*** ENTRIES SUPPLIED ***

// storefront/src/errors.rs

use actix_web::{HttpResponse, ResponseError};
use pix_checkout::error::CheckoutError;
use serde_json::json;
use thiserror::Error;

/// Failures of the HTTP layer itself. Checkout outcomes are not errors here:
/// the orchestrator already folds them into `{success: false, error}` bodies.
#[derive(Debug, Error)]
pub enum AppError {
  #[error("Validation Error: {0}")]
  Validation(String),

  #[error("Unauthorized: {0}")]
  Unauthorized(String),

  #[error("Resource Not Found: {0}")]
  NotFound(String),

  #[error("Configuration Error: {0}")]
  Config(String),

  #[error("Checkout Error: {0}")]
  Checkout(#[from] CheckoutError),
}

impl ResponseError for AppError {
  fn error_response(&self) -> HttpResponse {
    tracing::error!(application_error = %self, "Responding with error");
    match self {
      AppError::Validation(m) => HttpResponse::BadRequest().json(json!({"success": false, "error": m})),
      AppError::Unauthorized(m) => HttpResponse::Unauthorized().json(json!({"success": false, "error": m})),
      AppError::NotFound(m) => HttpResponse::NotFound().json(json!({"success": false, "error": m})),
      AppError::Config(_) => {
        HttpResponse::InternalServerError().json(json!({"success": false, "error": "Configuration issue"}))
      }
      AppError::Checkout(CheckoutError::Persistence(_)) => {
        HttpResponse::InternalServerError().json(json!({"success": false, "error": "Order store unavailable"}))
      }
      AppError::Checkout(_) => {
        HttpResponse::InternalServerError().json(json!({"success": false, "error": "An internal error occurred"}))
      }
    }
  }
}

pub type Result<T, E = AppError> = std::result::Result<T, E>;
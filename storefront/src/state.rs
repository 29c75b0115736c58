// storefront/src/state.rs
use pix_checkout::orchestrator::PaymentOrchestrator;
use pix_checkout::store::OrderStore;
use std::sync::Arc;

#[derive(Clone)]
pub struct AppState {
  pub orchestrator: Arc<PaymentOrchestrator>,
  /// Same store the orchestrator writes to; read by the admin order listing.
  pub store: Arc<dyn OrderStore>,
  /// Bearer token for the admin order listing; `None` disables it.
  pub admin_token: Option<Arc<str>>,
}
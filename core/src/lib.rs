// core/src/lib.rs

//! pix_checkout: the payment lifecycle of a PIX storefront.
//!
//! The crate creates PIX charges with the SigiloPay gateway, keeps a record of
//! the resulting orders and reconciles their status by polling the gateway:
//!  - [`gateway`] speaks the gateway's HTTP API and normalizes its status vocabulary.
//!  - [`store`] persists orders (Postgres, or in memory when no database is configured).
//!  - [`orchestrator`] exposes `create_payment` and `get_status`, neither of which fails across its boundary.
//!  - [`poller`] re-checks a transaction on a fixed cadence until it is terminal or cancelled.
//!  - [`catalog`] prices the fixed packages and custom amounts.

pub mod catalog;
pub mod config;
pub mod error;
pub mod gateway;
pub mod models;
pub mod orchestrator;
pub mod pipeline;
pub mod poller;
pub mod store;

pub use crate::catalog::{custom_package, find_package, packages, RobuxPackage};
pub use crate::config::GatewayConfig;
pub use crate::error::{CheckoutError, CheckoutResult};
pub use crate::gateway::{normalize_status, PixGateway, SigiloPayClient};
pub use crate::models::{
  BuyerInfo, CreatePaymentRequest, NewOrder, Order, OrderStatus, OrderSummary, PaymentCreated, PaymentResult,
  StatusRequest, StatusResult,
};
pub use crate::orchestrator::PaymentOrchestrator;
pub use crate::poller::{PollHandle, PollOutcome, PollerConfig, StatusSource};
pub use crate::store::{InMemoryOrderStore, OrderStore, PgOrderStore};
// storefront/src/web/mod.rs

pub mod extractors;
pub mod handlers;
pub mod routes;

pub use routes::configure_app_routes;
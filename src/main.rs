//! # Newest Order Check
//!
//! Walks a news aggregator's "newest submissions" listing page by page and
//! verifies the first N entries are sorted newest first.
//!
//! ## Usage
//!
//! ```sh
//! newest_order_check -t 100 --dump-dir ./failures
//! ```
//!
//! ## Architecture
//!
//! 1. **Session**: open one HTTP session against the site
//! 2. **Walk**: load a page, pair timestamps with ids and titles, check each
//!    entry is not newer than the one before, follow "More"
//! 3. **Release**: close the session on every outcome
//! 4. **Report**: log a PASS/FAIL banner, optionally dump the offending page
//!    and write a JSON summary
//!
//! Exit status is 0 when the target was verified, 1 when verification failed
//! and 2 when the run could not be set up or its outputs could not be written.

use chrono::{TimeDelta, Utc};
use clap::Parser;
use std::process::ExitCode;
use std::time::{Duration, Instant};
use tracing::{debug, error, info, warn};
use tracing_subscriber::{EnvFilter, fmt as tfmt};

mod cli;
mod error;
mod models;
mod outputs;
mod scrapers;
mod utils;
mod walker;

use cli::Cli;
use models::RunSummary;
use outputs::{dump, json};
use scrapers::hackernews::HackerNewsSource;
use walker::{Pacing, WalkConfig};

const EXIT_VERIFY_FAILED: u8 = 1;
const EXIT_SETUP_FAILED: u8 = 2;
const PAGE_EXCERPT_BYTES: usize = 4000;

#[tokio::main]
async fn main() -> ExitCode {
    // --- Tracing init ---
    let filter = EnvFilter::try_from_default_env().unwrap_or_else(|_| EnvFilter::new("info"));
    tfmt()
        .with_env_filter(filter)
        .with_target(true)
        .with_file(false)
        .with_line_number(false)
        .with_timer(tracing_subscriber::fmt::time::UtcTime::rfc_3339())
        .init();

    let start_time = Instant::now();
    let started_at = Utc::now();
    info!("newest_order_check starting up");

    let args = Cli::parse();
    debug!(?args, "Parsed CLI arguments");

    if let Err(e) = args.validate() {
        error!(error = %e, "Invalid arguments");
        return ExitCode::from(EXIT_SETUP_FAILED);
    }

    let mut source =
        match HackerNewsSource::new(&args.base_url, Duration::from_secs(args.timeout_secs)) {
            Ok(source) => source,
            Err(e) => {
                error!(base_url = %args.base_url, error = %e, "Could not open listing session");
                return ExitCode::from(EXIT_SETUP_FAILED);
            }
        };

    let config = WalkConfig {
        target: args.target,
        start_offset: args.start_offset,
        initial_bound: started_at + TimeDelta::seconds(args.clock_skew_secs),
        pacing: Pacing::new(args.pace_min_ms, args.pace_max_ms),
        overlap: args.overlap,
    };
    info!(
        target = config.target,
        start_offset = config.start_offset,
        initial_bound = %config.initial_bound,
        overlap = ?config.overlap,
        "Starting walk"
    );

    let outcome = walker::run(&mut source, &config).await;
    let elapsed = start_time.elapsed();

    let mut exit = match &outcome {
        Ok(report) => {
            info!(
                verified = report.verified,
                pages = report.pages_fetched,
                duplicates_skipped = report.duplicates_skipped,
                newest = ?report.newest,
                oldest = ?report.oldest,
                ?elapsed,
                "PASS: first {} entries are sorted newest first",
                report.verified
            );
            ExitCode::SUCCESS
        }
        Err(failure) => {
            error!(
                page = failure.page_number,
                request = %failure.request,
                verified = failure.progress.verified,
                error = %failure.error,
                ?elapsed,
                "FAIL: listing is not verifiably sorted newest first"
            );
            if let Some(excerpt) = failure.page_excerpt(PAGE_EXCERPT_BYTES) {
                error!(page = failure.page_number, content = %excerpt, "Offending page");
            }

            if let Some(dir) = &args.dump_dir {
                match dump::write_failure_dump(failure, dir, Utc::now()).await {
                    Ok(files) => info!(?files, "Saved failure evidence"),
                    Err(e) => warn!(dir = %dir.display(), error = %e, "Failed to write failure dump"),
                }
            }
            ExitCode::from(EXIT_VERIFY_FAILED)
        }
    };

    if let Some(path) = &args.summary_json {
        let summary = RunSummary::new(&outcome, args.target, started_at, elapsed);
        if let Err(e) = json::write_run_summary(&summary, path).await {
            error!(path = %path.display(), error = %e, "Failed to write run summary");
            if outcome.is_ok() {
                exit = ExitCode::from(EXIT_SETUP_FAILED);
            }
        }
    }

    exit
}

*** End of ENTRIES SUPPLIED ***

ASSIGNED TASK →
Restate the data verbatim through the "the orchestrator already" line.

WRITTEN RESPONSE →
// storefront/src/errors.rs

use actix_web::{HttpResponse, ResponseError};
use pix_checkout::error::CheckoutError;
use serde_json::json;
use thiserror::Error;

/// Failures of the HTTP layer itself. Checkout outcomes are not errors here:
/// the orchestrator already folds them into `{success: false, error}` bodies.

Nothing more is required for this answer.